WHAT NEEDS TO BE DONE:
All of the data below is to be copied again without changes.
--------
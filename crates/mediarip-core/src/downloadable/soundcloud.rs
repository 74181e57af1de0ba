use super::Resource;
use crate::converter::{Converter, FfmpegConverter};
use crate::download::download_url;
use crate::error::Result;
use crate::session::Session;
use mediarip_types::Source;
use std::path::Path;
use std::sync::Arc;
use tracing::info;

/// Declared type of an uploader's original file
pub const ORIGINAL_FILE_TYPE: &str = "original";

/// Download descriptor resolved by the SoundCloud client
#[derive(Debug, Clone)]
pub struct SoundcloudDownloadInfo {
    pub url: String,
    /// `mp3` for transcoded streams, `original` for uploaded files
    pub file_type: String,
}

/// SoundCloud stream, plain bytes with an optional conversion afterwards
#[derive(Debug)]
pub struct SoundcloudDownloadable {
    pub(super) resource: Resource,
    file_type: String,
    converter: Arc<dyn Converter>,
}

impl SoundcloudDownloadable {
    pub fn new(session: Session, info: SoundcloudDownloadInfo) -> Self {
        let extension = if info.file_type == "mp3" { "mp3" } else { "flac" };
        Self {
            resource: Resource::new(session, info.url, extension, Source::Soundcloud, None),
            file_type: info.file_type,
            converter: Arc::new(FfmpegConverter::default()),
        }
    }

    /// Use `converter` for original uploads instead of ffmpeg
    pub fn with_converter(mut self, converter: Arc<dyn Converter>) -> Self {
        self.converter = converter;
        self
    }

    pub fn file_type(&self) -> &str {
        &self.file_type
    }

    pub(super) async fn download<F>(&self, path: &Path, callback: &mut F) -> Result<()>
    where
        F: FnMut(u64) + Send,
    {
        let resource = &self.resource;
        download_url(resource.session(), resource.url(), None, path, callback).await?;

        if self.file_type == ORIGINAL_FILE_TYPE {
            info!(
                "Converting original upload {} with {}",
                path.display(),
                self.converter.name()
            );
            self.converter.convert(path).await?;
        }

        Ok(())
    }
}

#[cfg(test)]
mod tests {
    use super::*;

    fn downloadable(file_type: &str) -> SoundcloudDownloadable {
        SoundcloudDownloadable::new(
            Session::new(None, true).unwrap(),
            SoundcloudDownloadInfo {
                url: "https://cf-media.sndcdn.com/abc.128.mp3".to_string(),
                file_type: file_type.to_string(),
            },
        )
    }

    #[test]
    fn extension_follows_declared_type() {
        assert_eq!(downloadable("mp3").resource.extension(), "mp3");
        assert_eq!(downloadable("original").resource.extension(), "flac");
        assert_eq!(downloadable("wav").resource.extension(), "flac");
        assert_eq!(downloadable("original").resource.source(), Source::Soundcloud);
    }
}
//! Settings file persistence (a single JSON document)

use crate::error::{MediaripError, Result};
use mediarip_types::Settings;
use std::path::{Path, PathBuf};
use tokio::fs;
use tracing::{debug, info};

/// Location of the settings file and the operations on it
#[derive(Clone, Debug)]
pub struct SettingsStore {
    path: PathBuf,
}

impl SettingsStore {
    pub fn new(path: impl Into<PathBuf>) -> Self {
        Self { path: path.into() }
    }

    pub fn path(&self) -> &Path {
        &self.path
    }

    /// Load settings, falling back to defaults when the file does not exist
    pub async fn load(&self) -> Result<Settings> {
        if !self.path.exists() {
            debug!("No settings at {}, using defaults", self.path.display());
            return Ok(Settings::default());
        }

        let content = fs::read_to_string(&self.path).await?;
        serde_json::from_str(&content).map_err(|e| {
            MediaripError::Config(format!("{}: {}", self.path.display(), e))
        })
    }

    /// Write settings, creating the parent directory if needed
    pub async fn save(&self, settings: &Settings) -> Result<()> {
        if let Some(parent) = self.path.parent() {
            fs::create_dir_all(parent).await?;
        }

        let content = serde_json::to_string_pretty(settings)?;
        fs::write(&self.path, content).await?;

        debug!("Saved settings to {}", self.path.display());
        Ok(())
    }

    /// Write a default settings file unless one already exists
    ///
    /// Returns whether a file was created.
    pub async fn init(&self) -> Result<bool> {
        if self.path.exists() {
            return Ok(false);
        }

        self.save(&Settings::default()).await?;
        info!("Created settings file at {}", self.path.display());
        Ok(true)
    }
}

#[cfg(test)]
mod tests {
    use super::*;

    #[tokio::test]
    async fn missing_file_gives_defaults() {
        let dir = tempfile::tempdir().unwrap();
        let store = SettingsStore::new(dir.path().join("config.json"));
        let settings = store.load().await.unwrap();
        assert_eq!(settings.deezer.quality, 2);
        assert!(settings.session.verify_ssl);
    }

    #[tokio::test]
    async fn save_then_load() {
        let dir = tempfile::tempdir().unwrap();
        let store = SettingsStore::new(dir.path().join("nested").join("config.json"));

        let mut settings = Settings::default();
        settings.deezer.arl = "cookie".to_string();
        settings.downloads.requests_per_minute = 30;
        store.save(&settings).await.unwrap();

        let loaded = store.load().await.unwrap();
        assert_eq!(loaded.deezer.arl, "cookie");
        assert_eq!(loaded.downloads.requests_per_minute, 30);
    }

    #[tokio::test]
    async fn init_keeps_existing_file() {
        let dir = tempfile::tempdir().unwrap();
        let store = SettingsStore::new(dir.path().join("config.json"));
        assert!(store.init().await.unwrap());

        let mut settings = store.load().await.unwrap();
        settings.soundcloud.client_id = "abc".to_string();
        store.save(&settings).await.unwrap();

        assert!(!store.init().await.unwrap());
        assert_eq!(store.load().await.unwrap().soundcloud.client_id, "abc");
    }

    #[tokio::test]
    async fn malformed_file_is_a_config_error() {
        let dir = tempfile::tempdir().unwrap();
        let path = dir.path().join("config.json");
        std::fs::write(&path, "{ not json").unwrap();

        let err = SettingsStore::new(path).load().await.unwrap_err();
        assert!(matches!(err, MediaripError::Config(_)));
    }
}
--------
TASK ANSWER:
filename crates/mediarip-core/src/downloadable/soundcloud.rs
repository 74181e57af1de0ba
use super::Resource;
use crate::converter::{Converter, FfmpegConverter};
use crate::download::download_url;
use crate::error::Result;
use crate::session::Session;
use mediarip_types::Source;
use std::path::Path;
use std::sync::Arc;
use tracing::info;

/// Declared type of an uploader's original file
pub const ORIGINAL_FILE_TYPE: &str = "original";

/// Download descriptor resolved by the SoundCloud client
#[derive(Debug, Clone)]
pub struct SoundcloudDownloadInfo {
    pub url: String,
    /// `mp3` for transcoded streams, `original` for uploaded files
    pub file_type: String,
}

/// SoundCloud stream, plain bytes with an optional conversion afterwards
#[derive(Debug)]
pub struct SoundcloudDownloadable {
    pub(super) resource: Resource,
    file_type: String,
    converter: Arc<dyn Converter>,
}

impl SoundcloudDownloadable {
    pub fn new(session: Session, info: SoundcloudDownloadInfo) -> Self {
        let extension = if info.file_type == "mp3" { "mp3" } else { "flac" };
        Self {
            resource: Resource::new(session, info.url, extension, Source::Soundcloud, None),
            file_type: info.file_type,
            converter: Arc::new(FfmpegConverter::default()),
        }
    }

    /// Use `converter` for original uploads instead of ffmpeg
    pub fn with_converter(mut self, converter: Arc<dyn Converter>) -> Self {
        self.converter = converter;
        self
    }

    pub fn file_type(&self) -> &str {
        &self.file_type
    }

    pub(super) async fn download<F>(&self, path: &Path, callback: &mut F) -> Result<()>
    where
        F: FnMut(u64) + Send,
    {
        let resource = &self.resource;
        download_url(resource.session(), resource.url(), None, path, callback).await?;

        if self.file_type == ORIGINAL_FILE_TYPE {
            info!(
                "Converting original upload {} with {}",
                path.display(),
                self.converter.name()
            );
            self.converter.convert(path).await?;
        }

        Ok(())
    }
}

#[cfg(test)]
mod tests {
    use super::*;

    fn downloadable(file_type: &str) -> SoundcloudDownloadable {
        SoundcloudDownloadable::new(
            Session::new(None, true).unwrap(),
            SoundcloudDownloadInfo {
                url: "https://cf-media.sndcdn.com/abc.128.mp3".to_string(),
                file_type: file_type.to_string(),
            },
        )
    }

    #[test]
    fn extension_follows_declared_type() {
        assert_eq!(downloadable("mp3").resource.extension(), "mp3");
        assert_eq!(downloadable("original").resource.extension(), "flac");
        assert_eq!(downloadable("wav").resource.extension(), "flac");
        assert_eq!(downloadable("original").resource.source(), Source::Soundcloud);
    }
}
//! Settings file persistence (a single JSON document)

use crate::error::{MediaripError, Result};
use mediarip_types::Settings;
use std::path::{Path, PathBuf};
use tokio::fs;
use tracing::{debug, info};

/// Location of the settings file and the operations on it
#[derive(Clone, Debug)]
pub struct SettingsStore {
    path: PathBuf,
}

impl SettingsStore {
    pub fn new(path: impl Into<PathBuf>) -> Self {
        Self { path: path.into() }
    }

    pub fn path(&self) -> &Path {
        &self.path
    }

    /// Load settings, falling back to defaults when the file does not exist
    pub async fn load(&self) -> Result<Settings> {
        if !self.path.exists() {
            debug!("No settings at {}, using defaults", self.path.display());
            return Ok(Settings::default());
        }

        let content = fs::read_to_string(&self.path).await?;
        serde_json::from_str(&content).map_err(|e| {
            MediaripError::Config(format!("{}: {}", self.path.display(), e))
        })
    }

    /// Write settings, creating the parent directory if needed
    pub async fn save(&self, settings: &Settings) -> Result<()> {
        if let Some(parent) = self.path.parent() {
            fs::create_dir_all(parent).await?;
        }

        let content = serde_json::to_string_pretty(settings)?;
        fs::write(&self.path, content).await?;

        debug!("Saved settings to {}", self.path.display());
        Ok(())
    }

    /// Write a default settings file unless one already exists
    ///
    /// Returns whether a file was created.
    pub async fn init(&self) -> Result<bool> {
        if self.path.exists() {
            return Ok(false);
        }

        self.save(&Settings::default()).await?;
        info!("Created settings file at {}", self.path.display());
        Ok(true)
    }
}

#[cfg(test)]
mod tests {
    use super::*;

    #[tokio::test]
    async fn missing_file_gives_defaults() {
        let dir = tempfile::tempdir().unwrap();
        let store = SettingsStore::new(dir.path().join("config.json"));
        let settings = store.load().await.unwrap();
        assert_eq!(settings.deezer.quality, 2);
        assert!(settings.session.verify_ssl);
    }

    #[tokio::test]
    async fn save_then_load() {
        let dir = tempfile::tempdir().unwrap();
        let store = SettingsStore::new(dir.path().join("nested").join("config.json"));

        let mut settings = Settings::default();
        settings.deezer.arl = "cookie".to_string();
        settings.downloads.requests_per_minute = 30;
        store.save(&settings).await.unwrap();

        let loaded = store.load().await.unwrap();
        assert_eq!(loaded.deezer.arl, "cookie");
        assert_eq!(loaded.downloads.requests_per_minute, 30);
    }

    #[tokio::test]
    async fn init_keeps_existing_file() {
        let dir = tempfile::tempdir().unwrap();
        let store = SettingsStore::new(dir.path().join("config.json"));
        assert!(store.init().await.unwrap());

        let mut settings = store.load().await.unwrap();
        settings.soundcloud.client_id = "abc".to_string();
        store.save(&settings).await.unwrap();

        assert!(!store.init().await.unwrap());
        assert_eq!(store.load().await.unwrap().soundcloud.client_id, "abc");
    }

    #[tokio::test]
    async fn malformed_file_is_a_config_error() {
        let dir = tempfile::tempdir().unwrap();
        let path = dir.path().join("config.json");
        std::fs::write(&path, "{ not json").unwrap();

        let err = SettingsStore::new(path).load().await.unwrap_err();
        assert!(matches!(err, MediaripError::Config(_)));
    }
}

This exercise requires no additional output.